But just down the street, a father who had begged rescuers to find his 19-year-old daughter in a collapsed building was changing his plea: Now he demanded that they give up.
She had still been alive on Wednesday, he knew; he had heard her voice. But two days had gone by, and he was fearful of the risks to rescuers in a building that was leaning at a perilous 20-degree angle and tipping farther by the minute.
It was a day filled far more with tragedy than with joy as hopes for finding survivors were all but gone. The national death count from Tuesday’s magnitude 7.6 quake had climbed to nearly 2,000 as of today, with about 8,500 injured and nearly 300 people still trapped in the wreckage. The death toll was lower than Friday’s figure, which officials attributed to adjacent counties having reported some of the same victims.
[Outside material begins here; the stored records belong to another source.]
//! Sequential event pipeline: one event at a time, in delivery order.

use std::sync::Arc;

use tokio::sync::mpsc;
use tokio::task::JoinHandle;
use tracing::info;

use coho_core::RawEvent;

use crate::Reconciler;

/// Consume events until the sender side closes. Decisions are computed
/// inline; only resync execution is spawned, so ordering of decisions
/// follows delivery order.
pub fn spawn_pipeline(
    reconciler: Arc<Reconciler>,
    mut events: mpsc::Receiver<RawEvent>,
) -> JoinHandle<()> {
    tokio::spawn(async move {
        info!("event pipeline started");
        while let Some(raw) = events.recv().await {
            reconciler.handle(raw).await;
        }
        info!("event pipeline stopped");
    })
}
This small city in the island’s interior had largely been spared by the quake, except for one devastated section where tall apartment buildings had fallen, some crashing onto adjacent buildings. Most of the 88 victims who had died in the city as of Thursday had perished in these downed apartments.
Many others had been trapped inside, and local residents said they received little assistance from the government for the first critical days as relief went to harder-hit areas of central Taiwan. Soldiers who did help out had little equipment, the residents said.
But all that changed Friday when much of the country was glued to televisions watching the unfolding rescue of the 6-year-old boy. Could they get him out alive? people wondered. Even Taiwanese President Lee Teng-hui showed up at the rescue scene.
Hopes were limited, since other survivors found in the preceding hours had emerged alive from the wreckage only to die later of injuries. Doctors say it is difficult to survive more than 72 hours without water.
A crew of South Korean rescuers, using a long, thin pole-like device with a video camera and microphone on the end, had heard a weak voice in the bowels of the building Friday morning.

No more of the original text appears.